Não conhecia os detalhes da campanha marítima.
Excelente matéria, me fez pesquisar alguns das informações e nomes citados.
Obrigado!!!
Eu é que agradeço o prestígio!
Excelente artigo!
Muito obrigado!
Excelente matéria….
Parabéns….
Muito obrigado!
Caramba, que história! Não tinha ideia decque tinha sido tão complexa e desastrosa para a marinha Russa. E qto a parte da “,guerra eletrônica”, fiquei curioso por mais detalhes. Parabéns!
Obrigado Beto!
Parabéns pelo texto. Muito gratificante ver bons textos de História Militar feito por brasileiros.
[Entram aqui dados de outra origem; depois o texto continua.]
// Copyright (c) 2026 bad-antics
// Licensed under the MIT License. See LICENSE file in the project root.

//! End-to-end controller scenarios with scripted peripherals

use std::cell::{Cell, RefCell};
use std::collections::VecDeque;
use std::rc::Rc;
use std::time::Duration;

use anyhow::{bail, Result};
use chrono::Utc;

use avishield::config::Config;
use avishield::core::{Controller, HealthIssue, OperatingState, Peripherals, TickClock, TickOutcome};
use avishield::detection::{DetectionEvent, DetectionSource, Species, ThreatLevel};
use avishield::deterrent::DeterrentCommand;
use avishield::sensors::{
    EmergencyStop, FlightSensors, LevelInput, PowerMonitor, PowerStatus, RailReading, SensorHub,
    SensorSnapshot,
};

#[derive(Clone, Default)]
struct Inbox(Rc<RefCell<VecDeque<DetectionEvent>>>);

impl Inbox {
    fn send(&self, event: DetectionEvent) {
        self.0.borrow_mut().push_back(event);
    }
}

impl DetectionSource for Inbox {
    fn name(&self) -> &str {
        "inbox"
    }

    fn poll(&mut self) -> Vec<DetectionEvent> {
        self.0.borrow_mut().drain(..).collect()
    }
}

struct Switch(Rc<Cell<Option<bool>>>);

impl LevelInput for Switch {
    fn read_level(&mut self) -> Result<bool> {
        match self.0.get() {
            Some(level) => Ok(level),
            None => bail!("gpio read failed"),
        }
    }
}

struct Flight(Rc<Cell<bool>>);

impl FlightSensors for Flight {
    fn id(&self) -> &str {
        "flight"
    }

    fn read(&mut self) -> Result<SensorSnapshot> {
        if self.0.get() {
            bail!("i2c timeout");
        }
        Ok(SensorSnapshot {
            altitude: 100.0,
            temperature: 18.0,
            ..SensorSnapshot::default()
        })
    }
}

struct Power;

impl PowerMonitor for Power {
    fn id(&self) -> &str {
        "power"
    }

    fn read(&mut self) -> Result<PowerStatus> {
        Ok(PowerStatus {
            battery_voltage: 12.0,
            rail_12v: RailReading::new(12.0, 1.0),
            rail_5v: RailReading::new(5.0, 1.0),
            rail_3v3: RailReading::new(3.3, 0.0),
        })
    }
}

/// Controller plus handles to steer its peripherals
struct Rig {
    controller: Controller,
    peripherals: Peripherals,
    inbox: Inbox,
    /// Electrical level of the active-low e-stop pin; `None` fails the read
    estop_level: Rc<Cell<Option<bool>>>,
    flight_broken: Rc<Cell<bool>>,
}

impl Rig {
    fn new(config: Config) -> Self {
        let inbox = Inbox::default();
        let estop_level = Rc::new(Cell::new(Some(true)));
        let flight_broken = Rc::new(Cell::new(false));

        let peripherals = Peripherals {
            sensors: SensorHub::new(Box::new(Flight(flight_broken.clone())), Box::new(Power)),
            detections: Box::new(inbox.clone()),
            emergency: EmergencyStop::new(Box::new(Switch(estop_level.clone())), true),
        };

        Self {
            controller: Controller::new(&config),
            peripherals,
            inbox,
            estop_level,
            flight_broken,
        }
    }

    fn tick(&mut self, ms: u64) -> TickOutcome {
        self.controller
            .tick(&TickClock::from_millis(ms), &mut self.peripherals)
    }
}

fn eagle_close() -> DetectionEvent {
    DetectionEvent::sighting(80, 40.0, 12.0, Species::Eagle, Utc::now())
}

fn crow_mid() -> DetectionEvent {
    // 10 + 7 + 10 = 27
    DetectionEvent::sighting(70, 150.0, -5.0, Species::Crow, Utc::now())
}

#[test]
fn test_close_eagle_goes_active() {
    let mut rig = Rig::new(Config::default());
    rig.inbox.send(eagle_close());

    let outcome = rig.tick(0);
    assert_eq!(outcome.threat, ThreatLevel::High);
    assert_eq!(outcome.state, OperatingState::Active);
    assert!(outcome.state_changed);
    assert_eq!(outcome.command.strobe_intensity, 255);
    assert!(outcome.command.audio.enabled);
    assert_eq!(outcome.command.audio.frequency_hz, 2000);
}

#[test]
fn test_faint_distant_bird_stays_standby() {
    let mut rig = Rig::new(Config::default());
    rig.inbox
        .send(DetectionEvent::sighting(20, 150.0, 0.0, Species::Other, Utc::now()));

    let outcome = rig.tick(0);
    assert_eq!(outcome.threat, ThreatLevel::None);
    assert_eq!(outcome.state, OperatingState::Standby);
    assert_eq!(outcome.command, DeterrentCommand::off());
}

#[test]
fn test_clear_report_returns_to_standby() {
    let mut rig = Rig::new(Config::default());
    rig.inbox.send(crow_mid());
    assert_eq!(rig.tick(0).state, OperatingState::Alert);

    rig.inbox.send(DetectionEvent::clear(Utc::now()));
    let outcome = rig.tick(50);
    assert_eq!(outcome.state, OperatingState::Standby);
    assert_eq!(outcome.command, DeterrentCommand::off());
}

#[test]
fn test_sighting_and_clear_in_one_tick_both_transition() {
    let mut rig = Rig::new(Config::default());
    rig.inbox.send(eagle_close());
    rig.inbox.send(DetectionEvent::clear(Utc::now()));

    let outcome = rig.tick(0);
    assert_eq!(
        outcome.transitions,
        vec![OperatingState::Active, OperatingState::Standby]
    );
    assert_eq!(outcome.state, OperatingState::Standby);
    assert_eq!(rig.controller.state().threat, ThreatLevel::None);
}

#[test]
fn test_emergency_overrides_and_releases() {
    let mut rig = Rig::new(Config::default());
    rig.inbox.send(eagle_close());
    assert_eq!(rig.tick(0).state, OperatingState::Active);

    rig.estop_level.set(Some(false));
    let outcome = rig.tick(50);
    assert_eq!(outcome.state, OperatingState::Emergency);
    assert_eq!(outcome.command, DeterrentCommand::off());

    // New detections do not lift the stop
    rig.inbox.send(eagle_close());
    assert_eq!(rig.tick(100).state, OperatingState::Emergency);

    rig.estop_level.set(Some(true));
    let outcome = rig.tick(150);
    assert_eq!(outcome.state, OperatingState::Active);
    assert_eq!(rig.controller.state().active_since, Some(Duration::from_millis(150)));
}

#[test]
fn test_unreadable_emergency_input_stops() {
    let mut rig = Rig::new(Config::default());
    rig.estop_level.set(None);

    let outcome = rig.tick(0);
    assert_eq!(outcome.state, OperatingState::Emergency);
}

#[test]
fn test_active_times_out_and_holds_at_alert() {
    let mut rig = Rig::new(Config::default());
    rig.inbox.send(eagle_close());
    assert_eq!(rig.tick(0).state, OperatingState::Active);

    assert_eq!(rig.tick(30_000).state, OperatingState::Active);
    // Exactly 60 s is not yet over the limit
    assert_eq!(rig.tick(60_000).state, OperatingState::Active);

    let outcome = rig.tick(60_050);
    assert_eq!(outcome.state, OperatingState::Alert);
    assert_eq!(outcome.threat, ThreatLevel::High);
    assert_eq!(outcome.command.strobe_intensity, 50);
    assert!(!outcome.command.audio.enabled);
    assert!(rig.controller.state().timeout_hold);

    // The stale High event must not re-enter Active
    for t in (60_100..62_000).step_by(50) {
        assert_eq!(rig.tick(t).state, OperatingState::Alert);
    }
}

#[test]
fn test_new_detection_after_timeout_reenters_active() {
    let mut rig = Rig::new(Config::default());
    rig.inbox.send(eagle_close());
    rig.tick(0);
    assert_eq!(rig.tick(61_000).state, OperatingState::Alert);

    rig.inbox.send(eagle_close());
    let outcome = rig.tick(62_000);
    assert_eq!(outcome.state, OperatingState::Active);
    assert!(!rig.controller.state().timeout_hold);
    assert_eq!(rig.controller.state().active_since, Some(Duration::from_millis(62_000)));

    assert_eq!(rig.tick(122_000).state, OperatingState::Active);
    assert_eq!(rig.tick(122_001).state, OperatingState::Alert);
}

#[test]
fn test_clear_report_during_hold_drops_to_standby() {
    let mut rig = Rig::new(Config::default());
    rig.inbox.send(eagle_close());
    rig.tick(0);
    assert_eq!(rig.tick(61_000).state, OperatingState::Alert);

    rig.inbox.send(DetectionEvent::clear(Utc::now()));
    assert_eq!(rig.tick(61_050).state, OperatingState::Standby);
}

#[test]
fn test_repeat_detections_do_not_extend_active_by_default() {
    let mut rig = Rig::new(Config::default());
    rig.inbox.send(eagle_close());
    rig.tick(0);

    rig.inbox.send(eagle_close());
    assert_eq!(rig.tick(50_000).state, OperatingState::Active);

    assert_eq!(rig.tick(70_000).state, OperatingState::Alert);
}

#[test]
fn test_rearm_extends_active_on_new_detection() {
    let mut config = Config::default();
    config.controller.rearm_on_new_detection = true;
    let mut rig = Rig::new(config);

    rig.inbox.send(eagle_close());
    rig.tick(0);

    rig.inbox.send(eagle_close());
    rig.tick(50_000);
    assert_eq!(rig.controller.state().active_since, Some(Duration::from_millis(50_000)));

    assert_eq!(rig.tick(70_000).state, OperatingState::Active);
    assert_eq!(rig.tick(110_001).state, OperatingState::Alert);
}

#[test]
fn test_telemetry_once_per_second_with_bird_fields() {
    let mut rig = Rig::new(Config::default());

    let mut records = Vec::new();
    for t in (0..3_000).step_by(50) {
        if t == 1_200 {
            rig.inbox.send(eagle_close());
        }
        if let Some(record) = rig.tick(t).telemetry {
            records.push(record);
        }
    }

    assert_eq!(records.len(), 3);
    assert_eq!(
        records.iter().map(|r| r.uptime_ms).collect::<Vec<_>>(),
        vec![0, 1_000, 2_000]
    );

    assert_eq!(records[1].bird_detected, None);
    assert_eq!(records[1].state, 0);

    let last = &records[2];
    assert_eq!(last.state, OperatingState::Active.ordinal());
    assert_eq!(last.threat, ThreatLevel::High.ordinal());
    assert_eq!(last.bird_detected, Some(true));
    assert_eq!(last.bird_confidence, Some(80));
    assert_eq!(last.bird_distance, Some(40.0));
    assert_eq!(last.altitude, 100.0);
    assert!((last.power - 17.0).abs() < 1e-9);
}

#[test]
fn test_sensor_failure_keeps_last_values_and_reports() {
    let mut rig = Rig::new(Config::default());

    let first = rig.tick(0);
    let report = first.health.expect("health gate fires on the first tick");
    assert!(report.is_healthy(), "{:?}", report.issues);

    rig.flight_broken.set(true);
    let mut last_health = None;
    let mut last_telemetry = None;
    for t in (100..=5_000).step_by(100) {
        let outcome = rig.tick(t);
        if outcome.health.is_some() {
            last_health = outcome.health;
        }
        if outcome.telemetry.is_some() {
            last_telemetry = outcome.telemetry;
        }
    }

    let telemetry = last_telemetry.expect("telemetry was emitted");
    assert_eq!(telemetry.altitude, 100.0);
    assert_eq!(telemetry.temperature, 18.0);

    let report = last_health.expect("health gate fired at 5 s");
    assert!(report
        .issues
        .iter()
        .any(|issue| matches!(issue, HealthIssue::SensorFaults { count } if *count == 50)));
    assert!(report
        .issues
        .contains(&HealthIssue::SensorsStale { age_ms: 5_000 }));
    assert_eq!(rig.peripherals.sensors.stats().faults, 50);
}

#[test]
fn test_silent_link_is_reported() {
    let mut config = Config::default();
    config.controller.health_interval_ms = 1_000;
    let mut rig = Rig::new(config);

    rig.inbox.send(crow_mid());
    rig.tick(0);

    let mut issues = Vec::new();
    for t in (100..=8_000).step_by(100) {
        if let Some(report) = rig.tick(t).health {
            issues.extend(report.issues);
        }
    }

    assert!(issues.contains(&HealthIssue::DetectionLinkSilent { secs: 6 }));
    // Silence does not change the threat
    assert_eq!(rig.controller.state().threat, ThreatLevel::Low);
}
Muito obrigado pelo feedback!
Eu tenho um livro brasileiro dessa época, editado em Paris em 1911. O título é “Porto Arthur e Tsushima”, do Comandante Souza e Silva. Tem fotos dos navios, da região etc. Tem também uma entrevista com um almirante russo.
Excelente, uma relíquia.
excelente artigos o velho general + a arte da guerra vieram para agregar valores para os que gostam de conhecimentos gerais do mais diversos
Muito obrigado Fabio. Comentários como o seu nos animam a continuar. Grato por nos acompanhar, Forte abraço!
Se o almirante destroi o moral da tropa daquele jeito o que esperar dela?
Complicado! Essa operação começou já muito errada. Forte abraço!
Indico a série “Os Últimos Czares”, fala sobre essa batalha. Até a figura mística de Rasputin é suscitada na série. Vim aqui pesquisar exatamente por isso. Abs!
Essa série é realmente muito boa, Bianca. Obrigado pela recomendação, forte abraço!